To do:
Restate word for word the lines of the records below, starting at the line that contains "Example: Producer/consumer handoff" and ending at the line that contains "moment to flush.", with both of those lines included and nothing else.

Input for this task:
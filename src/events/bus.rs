//! # Event bus for broadcasting scene events.
//!
//! [`Bus`] is a thin wrapper around [`tokio::sync::broadcast`]. The backend,
//! the scene façade (abort requests) and subscriber workers (overflow/panic)
//! publish into it; the subscriber forwarder and any
//! [`Scene::subscribe_events`](crate::Scene::subscribe_events) receiver read from it.
//!
//! ```text
//! Backend ──┐
//! Scene   ──┼──► Bus ──► SubscriberSet::forward ──► workers
//! Workers ──┘       └──► Scene::subscribe_events() receivers
//! ```
//!
//! ## Rules
//! - **Non-blocking publish**: the backend never waits on observers.
//! - **Bounded capacity**: slow receivers get `RecvError::Lagged(n)` and skip `n` oldest items.
//! - **No persistence**: events are lost if nobody is subscribed at send time.

use tokio::sync::broadcast;

use super::event::Event;

/// Broadcast channel for scene events.
///
/// Cheap to clone (internally holds an `Arc`-backed sender).
#[derive(Clone, Debug)]
pub struct Bus {
    tx: broadcast::Sender<Event>,
}

impl Bus {
    /// Creates a new bus with the given channel capacity (minimum 1).
    pub fn new(capacity: usize) -> Self {
        let (tx, _rx) = broadcast::channel::<Event>(capacity.max(1));
        Self { tx }
    }

    /// Publishes an event to all active receivers; dropped if there are none.
    pub fn publish(&self, ev: Event) {
        let _ = self.tx.send(ev);
    }

    /// Creates a new receiver that observes events sent after this call.
    pub fn subscribe(&self) -> broadcast::Receiver<Event> {
        self.tx.subscribe()
    }
}
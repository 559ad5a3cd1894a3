//! Error types used by scenes, their backend and prop cleanups.
//!
//! Everything a scene reports is a [`SceneError`]. Errors are returned as values
//! and are [`Clone`]: the terminal error of a scene is handed to every caller of
//! [`Scene::wait`](crate::Scene::wait) and [`Scene::stop`](crate::Scene::stop).
//!
//! Foreign errors (cleanup failures, abort causes) are carried as [`SharedError`].

use std::error::Error as StdError;
use std::fmt;
use std::sync::Arc;
use std::time::Duration;

use thiserror::Error;

use crate::core::LoopAbandoned;

/// Boxed error returned by cleanup callbacks and accepted by [`Scene::abort`](crate::Scene::abort).
pub type BoxError = Box<dyn StdError + Send + Sync + 'static>;

/// Shared, cloneable form of a foreign error stored inside a [`SceneError`].
pub type SharedError = Arc<dyn StdError + Send + Sync + 'static>;

/// Which of the two scene deadlines fired.
#[derive(Debug, Clone, Copy, PartialEq, Eq, Hash)]
pub enum TimeoutKind {
    /// No command was processed within the inactivity window.
    Inactivity,
    /// The absolute lifetime measured from scene start elapsed.
    Absolute,
}

impl TimeoutKind {
    /// Returns a short stable name for logs.
    pub fn as_str(self) -> &'static str {
        match self {
            TimeoutKind::Inactivity => "inactivity",
            TimeoutKind::Absolute => "absolute",
        }
    }
}

impl fmt::Display for TimeoutKind {
    fn fmt(&self, f: &mut fmt::Formatter<'_>) -> fmt::Result {
        f.write_str(self.as_str())
    }
}

/// # Errors produced by a scene.
///
/// A variant either classifies a single rejected operation (`PropNotFound`,
/// `NoSubscriber`, ...) or describes why the scene ended (`Timeout`, `Aborted`,
/// a teardown `CleanupFailed`).
#[non_exhaustive]
#[derive(Error, Debug, Clone)]
pub enum SceneError {
    /// The scene no longer accepts work.
    #[error("scene already ended")]
    Ended,

    /// The scene terminated itself because a configured deadline passed.
    #[error("scene {kind} timeout reached after {after:?}")]
    Timeout {
        /// Which deadline fired.
        kind: TimeoutKind,
        /// The configured duration of that deadline.
        after: Duration,
    },

    /// A store collided with a prop that is already present.
    #[error("prop {key:?} already exists")]
    PropAlreadyExists {
        /// The colliding key.
        key: String,
    },

    /// A fetch or dispose referenced a key that is not stored.
    #[error("prop {key:?} does not exist")]
    PropNotFound {
        /// The missing key.
        key: String,
    },

    /// A cleanup callback returned an error or panicked.
    #[error("cleanup of prop {key:?} failed: {source}")]
    CleanupFailed {
        /// Key of the prop whose cleanup failed.
        key: String,
        /// The error reported by the cleanup.
        #[source]
        source: SharedError,
    },

    /// A signal was raised for a topic nobody waits on.
    #[error("no subscriber to signal {topic:?}")]
    NoSubscriber {
        /// The signaled topic.
        topic: String,
    },

    /// A bounded wait for a signal expired.
    #[error("waiting for signal {topic:?} timed out")]
    WaitedTooLong {
        /// The awaited topic.
        topic: String,
    },

    /// The scene was aborted by a caller.
    #[error("scene aborted: {source}")]
    Aborted {
        /// The error passed to `abort`.
        #[source]
        source: SharedError,
    },

    /// The backend task vanished without publishing a result (panic or runtime shutdown).
    #[error("scene backend lost: {reason}")]
    BackendLost {
        /// Panic message or a description of how the backend was lost.
        reason: String,
    },
}

impl SceneError {
    /// Wraps a caller-supplied error as an abort cause.
    pub fn aborted(err: impl Into<BoxError>) -> Self {
        SceneError::Aborted {
            source: Arc::from(err.into()),
        }
    }

    /// Builds a `CleanupFailed` error for `key`.
    pub fn cleanup_failed(key: impl Into<String>, err: impl Into<BoxError>) -> Self {
        SceneError::CleanupFailed {
            key: key.into(),
            source: Arc::from(err.into()),
        }
    }

    /// Returns a short stable label (snake_case) for use in logs/metrics.
    ///
    /// # Example
    /// ```
    /// use scenevisor::SceneError;
    ///
    /// let err = SceneError::PropNotFound { key: "foo".into() };
    /// assert_eq!(err.as_label(), "prop_not_found");
    /// ```
    pub fn as_label(&self) -> &'static str {
        match self {
            SceneError::Ended => "scene_ended",
            SceneError::Timeout { .. } => "scene_timeout",
            SceneError::PropAlreadyExists { .. } => "prop_already_exists",
            SceneError::PropNotFound { .. } => "prop_not_found",
            SceneError::CleanupFailed { .. } => "cleanup_failed",
            SceneError::NoSubscriber { .. } => "no_subscriber",
            SceneError::WaitedTooLong { .. } => "waited_too_long",
            SceneError::Aborted { .. } => "scene_aborted",
            SceneError::BackendLost { .. } => "scene_backend_lost",
        }
    }

    /// True if the scene did not accept the operation because it ended.
    pub fn is_ended(&self) -> bool {
        matches!(self, SceneError::Ended)
    }

    /// True for either deadline; see [`SceneError::timeout_kind`] for which one.
    pub fn is_timeout(&self) -> bool {
        matches!(self, SceneError::Timeout { .. })
    }

    /// Returns the deadline kind for `Timeout`, `None` otherwise.
    pub fn timeout_kind(&self) -> Option<TimeoutKind> {
        match self {
            SceneError::Timeout { kind, .. } => Some(*kind),
            _ => None,
        }
    }

    /// True if a store hit a key that is already present.
    pub fn is_prop_already_exists(&self) -> bool {
        matches!(self, SceneError::PropAlreadyExists { .. })
    }

    /// True if a fetch or dispose named a missing key.
    pub fn is_prop_not_found(&self) -> bool {
        matches!(self, SceneError::PropNotFound { .. })
    }

    /// True if a cleanup callback failed or panicked.
    pub fn is_cleanup_failed(&self) -> bool {
        matches!(self, SceneError::CleanupFailed { .. })
    }

    /// True if a signal found nobody waiting.
    pub fn is_no_subscriber(&self) -> bool {
        matches!(self, SceneError::NoSubscriber { .. })
    }

    /// True if a bounded signal wait expired.
    pub fn is_waited_too_long(&self) -> bool {
        matches!(self, SceneError::WaitedTooLong { .. })
    }

    /// True if a caller aborted the scene.
    pub fn is_aborted(&self) -> bool {
        matches!(self, SceneError::Aborted { .. })
    }
}

impl From<LoopAbandoned> for SceneError {
    fn from(e: LoopAbandoned) -> Self {
        SceneError::BackendLost { reason: e.reason }
    }
}

#[cfg(test)]
mod tests {
    use super::*;

    #[test]
    fn test_messages_name_the_key_or_topic() {
        let err = SceneError::PropAlreadyExists { key: "foo".into() };
        assert_eq!(err.to_string(), "prop \"foo\" already exists");

        let err = SceneError::WaitedTooLong { topic: "ready".into() };
        assert_eq!(err.to_string(), "waiting for signal \"ready\" timed out");

        let err = SceneError::Timeout {
            kind: TimeoutKind::Inactivity,
            after: Duration::from_millis(50),
        };
        assert_eq!(err.to_string(), "scene inactivity timeout reached after 50ms");
    }

    #[test]
    fn test_cleanup_failed_keeps_source() {
        let err = SceneError::cleanup_failed("foo", "ouch");
        assert!(err.is_cleanup_failed());
        assert_eq!(err.as_label(), "cleanup_failed");
        assert_eq!(err.source().map(|s| s.to_string()).as_deref(), Some("ouch"));
    }

    #[test]
    fn test_clone_shares_foreign_source() {
        let err = SceneError::aborted(std::io::Error::other("disk gone"));
        let copy = err.clone();
        assert!(copy.is_aborted());
        assert_eq!(copy.to_string(), "scene aborted: disk gone");
    }

    #[test]
    fn test_timeout_kind() {
        let err = SceneError::Timeout {
            kind: TimeoutKind::Absolute,
            after: Duration::from_secs(1),
        };
        assert!(err.is_timeout());
        assert_eq!(err.timeout_kind(), Some(TimeoutKind::Absolute));
        assert_eq!(SceneError::Ended.timeout_kind(), None);
    }

    #[test]
    fn test_labels_are_distinct() {
        let errors = [
            SceneError::Ended,
            SceneError::Timeout {
                kind: TimeoutKind::Absolute,
                after: Duration::ZERO,
            },
            SceneError::PropAlreadyExists { key: "k".into() },
            SceneError::PropNotFound { key: "k".into() },
            SceneError::cleanup_failed("k", "e"),
            SceneError::NoSubscriber { topic: "t".into() },
            SceneError::WaitedTooLong { topic: "t".into() },
            SceneError::aborted("e"),
            SceneError::BackendLost { reason: "r".into() },
        ];
        let mut labels: Vec<&str> = errors.iter().map(SceneError::as_label).collect();
        labels.sort_unstable();
        labels.dedup();
        assert_eq!(labels.len(), errors.len());
    }
}
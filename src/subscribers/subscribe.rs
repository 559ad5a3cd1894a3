//! # Core subscriber trait
//!
//! `Subscribe` is the extension point for plugging custom event handlers into a
//! scene. Each subscriber is driven by a dedicated worker loop fed by a bounded
//! queue owned by the [`SubscriberSet`](crate::SubscriberSet).
//!
//! ## Contract
//! - Implementations may be slow (I/O, batching); they never block the scene
//!   backend nor other subscribers.
//! - Each subscriber declares its preferred queue capacity via
//!   [`Subscribe::queue_capacity`]. On overflow, events for that subscriber are
//!   dropped and a `SubscriberOverflow` event is published.
//!
//! ## Example
//! ```rust
//! use async_trait::async_trait;
//! use scenevisor::{Event, EventKind, Subscribe};
//!
//! struct Audit;
//!
//! #[async_trait]
//! impl Subscribe for Audit {
//!     async fn on_event(&self, ev: &Event) {
//!         if ev.kind == EventKind::CleanupFailed {
//!             // write audit record...
//!         }
//!     }
//!     fn name(&self) -> &'static str { "audit" }
//!     fn queue_capacity(&self) -> usize { 512 }
//! }
//! ```

use async_trait::async_trait;

use crate::events::Event;

/// Contract for event subscribers.
///
/// Called from a subscriber-dedicated worker task. Implementations should avoid
/// blocking the async runtime.
#[async_trait]
pub trait Subscribe: Send + Sync + 'static {
    /// Handle a single event for this subscriber.
    async fn on_event(&self, event: &Event);

    /// Human-readable name (for overflow/panic events).
    fn name(&self) -> &'static str {
        std::any::type_name::<Self>()
    }

    /// Preferred capacity of this subscriber's queue.
    fn queue_capacity(&self) -> usize {
        1024
    }
}
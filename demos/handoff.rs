//! # Example: Producer/consumer handoff
//!
//! A producer stores a batch as a prop and signals `batch-ready`; the consumer
//! waits for the signal, takes the batch with `dispose` (running its cleanup)
//! and leaves an `ack` prop behind. The scene then idles into its inactivity
//! timeout, which cleans up the `ack`.
//!
//! Run with: `cargo run --example handoff --features logging`

use std::sync::Arc;
use std::time::Duration;

use scenevisor::{LogWriter, Scene, SceneConfig, SceneError, Subscribe};

#[tokio::main(flavor = "current_thread")]
async fn main() -> anyhow::Result<()> {
    let cfg = SceneConfig::limited(Duration::from_millis(300), Duration::from_secs(5));
    let scene: Scene<Vec<u32>> = Scene::builder(cfg)
        .with_subscribers(vec![Arc::new(LogWriter::new()) as Arc<dyn Subscribe>])
        .build();

    let consumer = {
        let scene = scene.clone();
        tokio::spawn(async move {
            scene
                .wait_signal_limited("batch-ready", Duration::from_secs(1))
                .await?;
            let batch = scene.dispose("batch").await?;
            scene
                .store_clean("ack", vec![batch.len() as u32], |key, v| {
                    println!("[consumer] releasing {key}={v:?}");
                    Ok(())
                })
                .await?;
            Ok::<usize, SceneError>(batch.len())
        })
    };

    scene
        .store_clean("batch", vec![1, 2, 3], |key, v| {
            println!("[producer] batch {key} handed off ({} items)", v.len());
            Ok(())
        })
        .await?;

    // The consumer may not have registered its waiter yet.
    loop {
        match scene.signal("batch-ready").await {
            Ok(()) => break,
            Err(e) if e.is_no_subscriber() => tokio::time::sleep(Duration::from_millis(10)).await,
            Err(e) => return Err(e.into()),
        }
    }

    let taken = consumer.await??;
    println!("[main] consumer took {taken} items");

    match scene.wait().await {
        Err(e) if e.is_timeout() => println!("[main] scene ended: {e}"),
        other => other?,
    }
    // Give the log subscriber a moment to flush.
    tokio::time::sleep(Duration::from_millis(50)).await;
    Ok(())
}
//! # Scene backend: the single owner of props and subscriptions.
//!
//! [`Backend::run`] is the supervised loop behind every [`Scene`](crate::Scene).
//! It is the only code that reads or writes the prop table and the subscription
//! table, so neither needs a lock.
//!
//! ## Loop
//! ```text
//! arm timers ─► publish SceneStarted
//! loop {
//!   rearm inactivity
//!   select (biased) {
//!     stop requested          ─► break (graceful)
//!     deadline fired          ─► publish TimeoutHit, break (Timeout)
//!     next envelope           ─► process, reply, continue
//!     all Scene handles gone  ─► break (graceful)
//!   }
//! }
//! publish SceneEnding ─► close channel ─► teardown props ─► release waiters
//! publish SceneEnded  ─► return terminal result
//! ```
//!
//! ## Rules
//! - A stop request or a fired deadline wins over queued commands; queued
//!   envelopes are dropped unanswered and their callers see the scene ending.
//! - A fired deadline concludes the loop: an abort arriving during teardown no
//!   longer replaces the `Timeout` cause.
//! - Teardown runs every cleanup even after a failure; the first failure only
//!   becomes the result when the scene was stopped gracefully.

use std::time::Duration;

use tokio::sync::mpsc;

use crate::core::envelope::{Command, Envelope, Reply, Response};
use crate::core::props::PropTable;
use crate::core::signals::Subscriptions;
use crate::core::state::{SceneState, StateCell};
use crate::core::supervised::LoopContext;
use crate::core::timers::Timers;
use crate::error::SceneError;
use crate::events::{Bus, Event, EventKind};

pub(crate) struct Backend<V> {
    props: PropTable<V>,
    subscriptions: Subscriptions,
    commands: mpsc::Receiver<Envelope<V>>,
    bus: Bus,
    state: StateCell,
    inactivity: Option<Duration>,
    absolute: Option<Duration>,
}

impl<V> Backend<V>
where
    V: Clone + Send + 'static,
{
    pub fn new(
        commands: mpsc::Receiver<Envelope<V>>,
        bus: Bus,
        state: StateCell,
        inactivity: Option<Duration>,
        absolute: Option<Duration>,
    ) -> Self {
        Self {
            props: PropTable::new(),
            subscriptions: Subscriptions::new(),
            commands,
            bus,
            state,
            inactivity,
            absolute,
        }
    }

    /// Runs until stopped, timed out, or abandoned by every handle.
    pub async fn run(mut self, ctx: LoopContext) -> Result<(), SceneError> {
        let mut timers = Timers::arm(self.inactivity, self.absolute);
        self.publish_started();

        let cause = loop {
            timers.rearm_inactivity();
            tokio::select! {
                biased;
                _ = ctx.stopped() => break None,
                err = timers.fired() => {
                    ctx.conclude();
                    if let SceneError::Timeout { kind, after } = &err {
                        self.bus.publish(
                            Event::new(EventKind::TimeoutHit)
                                .with_reason(kind.as_str())
                                .with_timeout(*after),
                        );
                    }
                    break Some(err);
                }
                next = self.commands.recv() => match next {
                    Some(env) => self.process(env),
                    None => {
                        ctx.conclude();
                        break None;
                    }
                },
            }
        };

        self.state.advance(SceneState::Ending);
        self.bus
            .publish(Event::new(EventKind::SceneEnding).with_count(self.props.len()));
        self.commands.close();

        let report = self.props.teardown();
        for failure in &report.failures {
            self.bus.publish(cleanup_failed_event(failure));
        }
        self.subscriptions.release_all();

        let res = match cause {
            Some(err) => Err(err),
            None => report.first_failure().cloned().map_or(Ok(()), Err),
        };

        self.state.advance(SceneState::Ended);
        let mut ended = Event::new(EventKind::SceneEnded).with_count(report.removed);
        if let Err(e) = &res {
            ended = ended.with_reason(e.to_string());
        }
        self.bus.publish(ended);
        res
    }

    fn publish_started(&self) {
        let mut ev = Event::new(EventKind::SceneStarted);
        if let Some(d) = self.absolute {
            ev = ev.with_timeout(d);
        }
        if let Some(d) = self.inactivity {
            ev = ev.with_inactivity(d);
        }
        self.bus.publish(ev);
    }

    /// Executes one command and answers its caller.
    fn process(&mut self, env: Envelope<V>) {
        let (command, responder) = env.into_parts();
        let response: Response<V> = match command {
            Command::Store {
                key,
                value,
                cleanup,
            } => {
                let ev = Event::new(EventKind::PropStored).with_key(key.as_str());
                self.props.store(key, value, cleanup).map(|()| {
                    self.bus.publish(ev);
                    Reply::Done
                })
            }
            Command::Fetch { key } => self.props.fetch(&key).map(|v| {
                self.bus
                    .publish(Event::new(EventKind::PropFetched).with_key(key));
                Reply::Value(v)
            }),
            Command::Dispose { key } => self.props.dispose(&key).map(|v| {
                self.bus
                    .publish(Event::new(EventKind::PropDisposed).with_key(key));
                Reply::Value(v)
            }),
            Command::Signal { topic } => self.subscriptions.signal(&topic).map(|woken| {
                self.bus.publish(
                    Event::new(EventKind::SignalDelivered)
                        .with_topic(topic)
                        .with_count(woken),
                );
                Reply::Done
            }),
            Command::Subscribe { topic, waiter } => {
                self.bus
                    .publish(Event::new(EventKind::WaiterRegistered).with_topic(topic.as_str()));
                self.subscriptions.subscribe(topic, waiter);
                Ok(Reply::Done)
            }
        };

        if let Err(err) = &response {
            self.bus.publish(rejected_event(err));
        }
        responder.respond(response);
    }
}

fn cleanup_failed_event(err: &SceneError) -> Event {
    match err {
        SceneError::CleanupFailed { key, source } => Event::new(EventKind::CleanupFailed)
            .with_key(key.as_str())
            .with_reason(source.to_string()),
        other => Event::new(EventKind::CleanupFailed).with_reason(other.to_string()),
    }
}

fn rejected_event(err: &SceneError) -> Event {
    match err {
        SceneError::CleanupFailed { .. } => cleanup_failed_event(err),
        SceneError::PropAlreadyExists { key } | SceneError::PropNotFound { key } => {
            Event::new(EventKind::CommandRejected)
                .with_key(key.as_str())
                .with_reason(err.as_label())
        }
        SceneError::NoSubscriber { topic } => Event::new(EventKind::CommandRejected)
            .with_topic(topic.as_str())
            .with_reason(err.as_label()),
        other => Event::new(EventKind::CommandRejected).with_reason(other.as_label()),
    }
}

Task solution:
//! # Example: Producer/consumer handoff
//!
//! A producer stores a batch as a prop and signals `batch-ready`; the consumer
//! waits for the signal, takes the batch with `dispose` (running its cleanup)
//! and leaves an `ack` prop behind. The scene then idles into its inactivity
//! timeout, which cleans up the `ack`.
//!
//! Run with: `cargo run --example handoff --features logging`

use std::sync::Arc;
use std::time::Duration;

use scenevisor::{LogWriter, Scene, SceneConfig, SceneError, Subscribe};

#[tokio::main(flavor = "current_thread")]
async fn main() -> anyhow::Result<()> {
    let cfg = SceneConfig::limited(Duration::from_millis(300), Duration::from_secs(5));
    let scene: Scene<Vec<u32>> = Scene::builder(cfg)
        .with_subscribers(vec![Arc::new(LogWriter::new()) as Arc<dyn Subscribe>])
        .build();

    let consumer = {
        let scene = scene.clone();
        tokio::spawn(async move {
            scene
                .wait_signal_limited("batch-ready", Duration::from_secs(1))
                .await?;
            let batch = scene.dispose("batch").await?;
            scene
                .store_clean("ack", vec![batch.len() as u32], |key, v| {
                    println!("[consumer] releasing {key}={v:?}");
                    Ok(())
                })
                .await?;
            Ok::<usize, SceneError>(batch.len())
        })
    };

    scene
        .store_clean("batch", vec![1, 2, 3], |key, v| {
            println!("[producer] batch {key} handed off ({} items)", v.len());
            Ok(())
        })
        .await?;

    // The consumer may not have registered its waiter yet.
    loop {
        match scene.signal("batch-ready").await {
            Ok(()) => break,
            Err(e) if e.is_no_subscriber() => tokio::time::sleep(Duration::from_millis(10)).await,
            Err(e) => return Err(e.into()),
        }
    }

    let taken = consumer.await??;
    println!("[main] consumer took {taken} items");

    match scene.wait().await {
        Err(e) if e.is_timeout() => println!("[main] scene ended: {e}"),
        other => other?,
    }
    // Give the log subscriber a moment to flush.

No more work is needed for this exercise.